Excerpts from Jim Conrad's
Naturalist Newsletter

from the January 7, 2018 Newsletter issued from Rancho Regensis north of Valladolid, Yucatán, MÉXICO

Last October during the middle of the month when I visited my gardening friend near Tepotzlán in upland Morelos state, in the volcanic belt just south of Mexico City, on the steps leading to my room a potted orchid was putting on a show, as seen below:

Ground-rooting Epidendrum, EPIDENDRUM RADICANS

My friend said the plant had been rescued from a nearby scrubby area with volcanic boulders atop the volcanic ash, were development was rapidly encroaching, so it was part of the local flora. Unlike many orchid species that grow epiphytically on trees, this species was terrestrial. Its being native here probably explains why it was successful in producing the healthy looking fruits shown below:

Ground-rooting Epidendrum, EPIDENDRUM RADICANS, fruits

But of course the plant's most striking feature are its flowers, a close-up of one shown here:

Ground-rooting Epidendrum, EPIDENDRUM RADICANS, flower

This is EPIDENDRUM RADICANS, commonly known as the Ground-rooting Epidendrum, Fire-star Orchid, Rainbow Orchid, Reed-stem Epidendrum, and other names. It's a common roadside weed at middle elevations in Mexico and Central America. In the following section you can see what it looked like when we found it along a weedy road in high elevation Chiapas in southernmost Mexico

Plant ecologists sometimes speak of a complex of red/orange-flowered, weedy species that are unrelated but ecologically similar. Along that roadside in upland Chiapas where I photographed Epidendrum radicans in the wild, there also grew the Tropical Milkweed (Asclepias curassavica and Wild Sage (Lantana camara), both species with red and orange flowers that at a distance might be confused with Epidendrum radicans. It's been shown that species within this complex share pollinators as well as habitat, possibly exhibiting "convergent evolution," which is where unrelated species "converge" by developing similar physical features under similar evolutionary pressures.

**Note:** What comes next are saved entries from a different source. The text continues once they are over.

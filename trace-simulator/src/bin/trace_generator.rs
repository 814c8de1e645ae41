//! Standalone traffic-generator binary.
//!
//! Grounded on `cache-simulator/src/bin/traffic_generator.rs`: a thin
//! `clap` wrapper around the same generator the `trace-simulator generate`
//! subcommand uses, for callers who only ever want to synthesize traces.

use std::path::PathBuf;

use clap::Parser;

use trace_simulator::generator::{TraceGenConfig, TraceGenerator};

#[derive(Parser, Debug)]
#[command(author, version, about = "Synthetic cache trace generator", long_about = None)]
struct Args {
    #[arg(long, default_value_t = TraceGenConfig::default().rps)]
    rps: u32,

    #[arg(long, default_value_t = TraceGenConfig::default().duration_hours)]
    duration_hours: u32,

    #[arg(long, default_value_t = TraceGenConfig::default().unique_objects)]
    unique_objects: u32,

    #[arg(long, default_value_t = TraceGenConfig::default().popular_traffic_percent)]
    popular_traffic_percent: u8,

    #[arg(long, default_value_t = TraceGenConfig::default().popular_objects_percent)]
    popular_objects_percent: u8,

    #[arg(long, default_value_t = TraceGenConfig::default().min_key_size)]
    min_key_size: u32,

    #[arg(long, default_value_t = TraceGenConfig::default().max_key_size)]
    max_key_size: u32,

    #[arg(long, default_value_t = TraceGenConfig::default().min_val_size)]
    min_val_size: u32,

    #[arg(long, default_value_t = TraceGenConfig::default().max_val_size)]
    max_val_size: u32,

    #[arg(short, long, default_value = "trace_out")]
    output: PathBuf,

    #[arg(long, default_value_t = TraceGenConfig::default().seed)]
    seed: u64,
}

fn main() -> anyhow::Result<()> {
    tracing_subscriber::fmt::init();
    let args = Args::parse();

    let config = TraceGenConfig {
        rps: args.rps,
        duration_hours: args.duration_hours,
        unique_objects: args.unique_objects,
        popular_traffic_percent: args.popular_traffic_percent,
        popular_objects_percent: args.popular_objects_percent,
        min_key_size: args.min_key_size,
        max_key_size: args.max_key_size,
        min_val_size: args.min_val_size,
        max_val_size: args.max_val_size,
        output_dir: args.output.clone(),
        seed: args.seed,
        ..TraceGenConfig::default()
    };

    println!("Trace Generator");
    println!("===============");
    println!("Output directory: {}", args.output.display());

    TraceGenerator::new(config).generate()?;
    println!("Done.");
    Ok(())
}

from notes taken near Pueblo Nuevo Solistahuacan, Chiapas, MÉXICO {at about 1740 meters in elevation, ± LAT 17° 11' 27"N, LONG -92° 53' 35"W.} in December, 2007

Epidendrum radicans

Somewhat commonly seen among roadside weeds in the uplands. Flowers may be seen for several months especially during the late rainy season and early dry season. Below, note how conspicuous, white roots arise from the sprawling stems, oposite the thick, oval leaves, which grown in two ranks opposite:

Epidendrum radicans

This is a hardy orchid and easily grown. It does well in full sun to partial shade, and is tolerant of temperatures down to freezing.

Epidendrum radicans

Above you see it in a typical weedy habitat along a road. It stems are up to two feet long. The flowers about an inch in size, sometimes ten flowers opening at the same time. Eventually the inflorescence may produce up to forty blossoms.

It does well in full sun to partial shade.  This species is tolerant of temperatures down to freezing.

The species is distributed from Mexico to Panama.